--- WHAT THE TASK REQUIRES ---
With the line containing "filename src/control.rs" as the start and the line containing "COMPASS / CURSOR" as the end, transcribe that span of the entries below exactly, including both.

(Stored data entries)
--*--

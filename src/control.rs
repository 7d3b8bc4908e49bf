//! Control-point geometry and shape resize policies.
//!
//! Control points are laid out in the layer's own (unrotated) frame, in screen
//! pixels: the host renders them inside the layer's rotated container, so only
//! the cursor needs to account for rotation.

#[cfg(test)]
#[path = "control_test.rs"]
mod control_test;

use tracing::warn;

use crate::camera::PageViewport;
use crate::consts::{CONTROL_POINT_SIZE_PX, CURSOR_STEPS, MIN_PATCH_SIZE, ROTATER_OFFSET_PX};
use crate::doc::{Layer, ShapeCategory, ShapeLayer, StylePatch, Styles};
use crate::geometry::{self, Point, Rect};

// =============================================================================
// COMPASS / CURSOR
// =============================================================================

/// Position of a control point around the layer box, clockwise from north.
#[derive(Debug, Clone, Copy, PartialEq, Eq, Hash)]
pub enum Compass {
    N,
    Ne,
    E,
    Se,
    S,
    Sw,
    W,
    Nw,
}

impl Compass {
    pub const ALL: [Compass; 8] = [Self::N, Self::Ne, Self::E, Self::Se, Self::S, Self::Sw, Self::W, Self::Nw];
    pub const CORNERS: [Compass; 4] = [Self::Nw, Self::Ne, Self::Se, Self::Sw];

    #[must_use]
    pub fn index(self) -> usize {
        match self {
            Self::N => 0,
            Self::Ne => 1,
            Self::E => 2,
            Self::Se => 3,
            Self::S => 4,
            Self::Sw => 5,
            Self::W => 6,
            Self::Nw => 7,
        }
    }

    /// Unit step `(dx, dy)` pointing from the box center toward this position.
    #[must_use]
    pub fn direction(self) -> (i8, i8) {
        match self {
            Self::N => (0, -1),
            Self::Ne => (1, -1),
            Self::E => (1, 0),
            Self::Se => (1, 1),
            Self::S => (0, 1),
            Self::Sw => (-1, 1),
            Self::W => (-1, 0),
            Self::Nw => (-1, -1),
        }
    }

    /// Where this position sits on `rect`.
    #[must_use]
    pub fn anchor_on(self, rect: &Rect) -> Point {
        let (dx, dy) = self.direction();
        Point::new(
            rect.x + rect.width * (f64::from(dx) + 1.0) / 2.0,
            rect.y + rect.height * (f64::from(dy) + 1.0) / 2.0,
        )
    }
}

--*--

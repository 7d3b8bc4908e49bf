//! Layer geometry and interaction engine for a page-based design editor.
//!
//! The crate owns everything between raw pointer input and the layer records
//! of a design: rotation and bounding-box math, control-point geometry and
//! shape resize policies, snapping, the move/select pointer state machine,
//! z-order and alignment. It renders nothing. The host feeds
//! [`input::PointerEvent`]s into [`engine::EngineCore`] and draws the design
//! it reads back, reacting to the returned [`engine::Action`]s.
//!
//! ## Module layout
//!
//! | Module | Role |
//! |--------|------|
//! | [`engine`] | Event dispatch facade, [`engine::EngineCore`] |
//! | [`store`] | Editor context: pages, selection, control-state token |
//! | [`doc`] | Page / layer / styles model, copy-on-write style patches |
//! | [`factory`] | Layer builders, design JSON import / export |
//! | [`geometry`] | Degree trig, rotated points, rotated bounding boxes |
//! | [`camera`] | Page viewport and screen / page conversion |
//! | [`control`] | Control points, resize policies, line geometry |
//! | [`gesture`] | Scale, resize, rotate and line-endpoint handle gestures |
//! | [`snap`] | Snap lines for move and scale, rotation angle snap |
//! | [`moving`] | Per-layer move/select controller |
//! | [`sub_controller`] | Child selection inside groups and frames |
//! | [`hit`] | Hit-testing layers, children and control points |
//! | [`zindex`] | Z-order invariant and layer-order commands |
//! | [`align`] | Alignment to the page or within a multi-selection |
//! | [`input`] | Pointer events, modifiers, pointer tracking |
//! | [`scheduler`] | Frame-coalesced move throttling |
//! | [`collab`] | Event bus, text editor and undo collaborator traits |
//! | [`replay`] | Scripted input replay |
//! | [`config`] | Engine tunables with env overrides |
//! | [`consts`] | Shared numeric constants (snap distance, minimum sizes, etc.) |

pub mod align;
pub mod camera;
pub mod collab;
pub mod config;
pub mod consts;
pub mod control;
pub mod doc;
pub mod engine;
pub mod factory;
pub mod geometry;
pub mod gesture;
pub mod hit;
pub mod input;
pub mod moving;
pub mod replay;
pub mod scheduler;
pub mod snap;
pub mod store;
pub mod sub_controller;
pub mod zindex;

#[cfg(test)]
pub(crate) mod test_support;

--*--

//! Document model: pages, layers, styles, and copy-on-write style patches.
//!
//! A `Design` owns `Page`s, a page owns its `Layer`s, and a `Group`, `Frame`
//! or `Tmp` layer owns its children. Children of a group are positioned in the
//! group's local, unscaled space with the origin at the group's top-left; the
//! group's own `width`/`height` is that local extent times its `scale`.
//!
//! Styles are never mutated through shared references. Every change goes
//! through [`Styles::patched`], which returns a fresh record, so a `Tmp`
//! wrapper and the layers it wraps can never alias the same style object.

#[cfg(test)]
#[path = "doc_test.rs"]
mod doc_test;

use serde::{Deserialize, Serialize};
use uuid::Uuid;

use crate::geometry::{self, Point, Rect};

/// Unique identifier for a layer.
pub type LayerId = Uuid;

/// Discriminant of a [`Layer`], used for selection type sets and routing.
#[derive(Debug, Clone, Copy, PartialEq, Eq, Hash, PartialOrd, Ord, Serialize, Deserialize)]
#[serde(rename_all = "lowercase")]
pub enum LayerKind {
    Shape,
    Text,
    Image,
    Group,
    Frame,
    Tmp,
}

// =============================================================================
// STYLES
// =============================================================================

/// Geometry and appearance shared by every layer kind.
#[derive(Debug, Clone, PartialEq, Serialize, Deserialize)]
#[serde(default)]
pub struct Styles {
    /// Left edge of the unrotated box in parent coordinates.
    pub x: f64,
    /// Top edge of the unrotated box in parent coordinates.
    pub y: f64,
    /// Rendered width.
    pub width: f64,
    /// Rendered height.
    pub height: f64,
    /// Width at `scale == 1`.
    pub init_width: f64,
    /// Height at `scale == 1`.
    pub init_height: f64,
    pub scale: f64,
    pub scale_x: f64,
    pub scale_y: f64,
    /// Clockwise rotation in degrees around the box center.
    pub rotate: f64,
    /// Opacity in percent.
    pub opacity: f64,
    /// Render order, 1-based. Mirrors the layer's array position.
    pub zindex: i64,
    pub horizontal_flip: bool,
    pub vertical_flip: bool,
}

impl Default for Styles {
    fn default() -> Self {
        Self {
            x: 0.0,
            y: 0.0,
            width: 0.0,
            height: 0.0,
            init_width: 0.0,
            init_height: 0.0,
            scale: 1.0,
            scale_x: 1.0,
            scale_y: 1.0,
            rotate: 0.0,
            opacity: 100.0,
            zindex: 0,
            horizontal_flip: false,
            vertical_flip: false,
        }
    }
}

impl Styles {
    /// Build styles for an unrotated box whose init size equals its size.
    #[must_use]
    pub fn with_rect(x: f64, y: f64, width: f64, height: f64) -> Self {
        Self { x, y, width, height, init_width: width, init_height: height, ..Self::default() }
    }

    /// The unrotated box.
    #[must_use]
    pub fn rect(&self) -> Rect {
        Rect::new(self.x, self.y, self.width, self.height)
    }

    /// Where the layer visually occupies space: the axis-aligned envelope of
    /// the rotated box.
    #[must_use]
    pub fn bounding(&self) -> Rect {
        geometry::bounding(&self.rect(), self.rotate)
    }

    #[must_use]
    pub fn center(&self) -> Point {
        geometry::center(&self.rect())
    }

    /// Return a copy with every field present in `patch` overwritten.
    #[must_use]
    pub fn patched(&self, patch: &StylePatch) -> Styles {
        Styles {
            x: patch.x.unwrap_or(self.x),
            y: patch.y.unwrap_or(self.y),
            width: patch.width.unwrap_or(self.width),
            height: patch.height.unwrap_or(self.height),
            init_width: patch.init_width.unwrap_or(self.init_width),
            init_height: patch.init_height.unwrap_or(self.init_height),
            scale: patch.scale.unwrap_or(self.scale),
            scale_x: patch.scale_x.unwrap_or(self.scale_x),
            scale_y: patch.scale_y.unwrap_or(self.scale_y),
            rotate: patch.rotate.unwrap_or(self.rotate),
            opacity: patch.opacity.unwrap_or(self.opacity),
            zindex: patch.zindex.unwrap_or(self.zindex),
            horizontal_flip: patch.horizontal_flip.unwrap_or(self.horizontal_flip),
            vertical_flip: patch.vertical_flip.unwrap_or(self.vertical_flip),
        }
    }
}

--*--

--- EXERCISE ANSWER ---
filename src/control.rs
repository 7d3b8bc4908e49bf
//! Control-point geometry and shape resize policies.
//!
//! Control points are laid out in the layer's own (unrotated) frame, in screen
//! pixels: the host renders them inside the layer's rotated container, so only
//! the cursor needs to account for rotation.

#[cfg(test)]
#[path = "control_test.rs"]
mod control_test;

use tracing::warn;

use crate::camera::PageViewport;
use crate::consts::{CONTROL_POINT_SIZE_PX, CURSOR_STEPS, MIN_PATCH_SIZE, ROTATER_OFFSET_PX};
use crate::doc::{Layer, ShapeCategory, ShapeLayer, StylePatch, Styles};
use crate::geometry::{self, Point, Rect};

// =============================================================================
// COMPASS / CURSOR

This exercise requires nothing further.